Un esempio di come il capitale semantico generi valore economico è l'auto da matrimonio. Se la compri come mezzo di trasporto (valore d'uso), è un pessimo affare: costa tanto, consuma molto, è scomoda. Ma se la noleggi per un evento, il suo valore esplode perché è carica di significati simbolici, di estetica, di memoria. Il capitale semantico segue questa logica: un contenuto "alla moda" produce molto valore immediato ma si deprezza subito; un contenuto "classico" (come Il Gattopardo) si apprezza nel tempo perché, come diceva Calvino, non ha mai finito di dire quel che ha da dire. È una risorsa rinnovabile di senso.

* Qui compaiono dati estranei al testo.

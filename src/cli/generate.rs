//! Generate command handler.

use anyhow::{bail, Result};
use std::path::PathBuf;

use crate::config::{AppConfig, Validatable};
use crate::pipeline::{exit_codes, generate_document, write_output, OutputTarget};

/// Run the generate command
pub fn run_generate(inputs: &[PathBuf], config: &AppConfig) -> Result<i32> {
    let errors = config.validate();
    if !errors.is_empty() {
        for error in &errors {
            tracing::error!("{error}");
        }
        bail!("configuration has {} problem(s)", errors.len());
    }
    if inputs.is_empty() {
        bail!("no input files given");
    }

    let outcome = generate_document(inputs, config)?;
    if outcome.report.registered == 0 {
        bail!("none of the {} inputs could be extracted", outcome.report.failed.len());
    }

    let target = OutputTarget::from_option(config.output.file.clone());
    write_output(&outcome.document, &target, config.behavior.quiet)?;

    if outcome.report.is_partial() {
        tracing::warn!(
            "{} of {} inputs were skipped",
            outcome.report.failed.len(),
            outcome.report.failed.len() + outcome.report.registered
        );
        return Ok(exit_codes::PARTIAL);
    }
    Ok(exit_codes::SUCCESS)
}
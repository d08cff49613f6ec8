#![no_main]
use binsbom::extract::{Artifact, BinaryExtractor, ExtractorDispatcher};
use libfuzzer_sys::fuzz_target;

/// Fuzz magic detection and full extraction.
///
/// Whichever extractor claims the input runs every query over it, so header
/// parsing, load commands, import tables and archive members all see
/// arbitrary bytes.
fuzz_target!(|data: &[u8]| {
    let dispatcher = ExtractorDispatcher::standard();
    if let Some(extractor) = dispatcher.select(data) {
        let artifact = Artifact::from_bytes("fuzz.bin", data.to_vec());
        let _ = extractor.extract(&artifact);
    }
});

"Ogni fatto che ti accade può essere letto in modo diverso... l’anagnorisi ti permette di mantenere i fatti ma la verità può cambiare." - L. Floridi
Rischi del capitale semantico: perdita, spreco e deprezzamento
Il capitale semantico, come ogni capitale, è soggetto a rischi finanziari. Se non lo curiamo, lo perdiamo. Il rischio più evidente è la perdita di senso: quando l'informazione circola troppo, si banalizza e non fa più presa sulla realtà. È l'effetto delle fake news o della propaganda, che usano il capitale semantico in modo strumentale, "mettendo la perla nell'aceto" e sciogliendola.
C'è poi il rischio del sottoutilizzo, che in economia è un costo opportunità. È il problema dei musei che tengono i quadri in cantina o delle biblioteche che non prestano i libri. Floridi cita la parabola dei talenti: chi possiede capitale semantico ha il dovere morale ed economico di farlo fruttare, di rimetterlo in circolo aumentato. Se lo seppelliamo, lo rendiamo sterile. In un'epoca in cui l'IA al lavoro rischia di produrre contenuti mediocri, la capacità umana di generare valore semantico aggiunto è l'unica difesa contro l'appiattimento.
Infine, c'è il deprezzamento. Come un'automobile ferma, il capitale semantico invecchia. Se non ci formiamo, se non aggiorniamo le nostre categorie interpretative, diventiamo obsoleti. La soluzione non è imparare solo l'ultimo linguaggio di programmazione (il Python di oggi è l'HTML di ieri), ma padroneggiare i "linguaggi dell'informazione" a tutto tondo: dalla Statistica alla Storia, dall'Arte alla Zoologia. Solo chi controlla i linguaggi controlla il pensiero.
"Chi non controlla il linguaggio non controlla il pensiero... Se non hai la parola giusta per il concetto giusto è tutto 'particolare'." - L. Floridi
Dobbiamo dire ai giovani di leggere Proust e Aristotele non per pedanteria, ma per dotarli dell'infrastruttura necessaria a gestire l’enorme quantità di informazioni con cui devono convivere. Perché se l'IA è il motore, il capitale semantico è la mappa, e senza mappa il motore serve solo ad andare a sbattere più velocemente. Per chi volesse approfondire le basi teoriche di questa visione, è utile recuperare l'etica dell'Intelligenza Artificiale secondo Floridi, un testo fondamentale per orientarsi.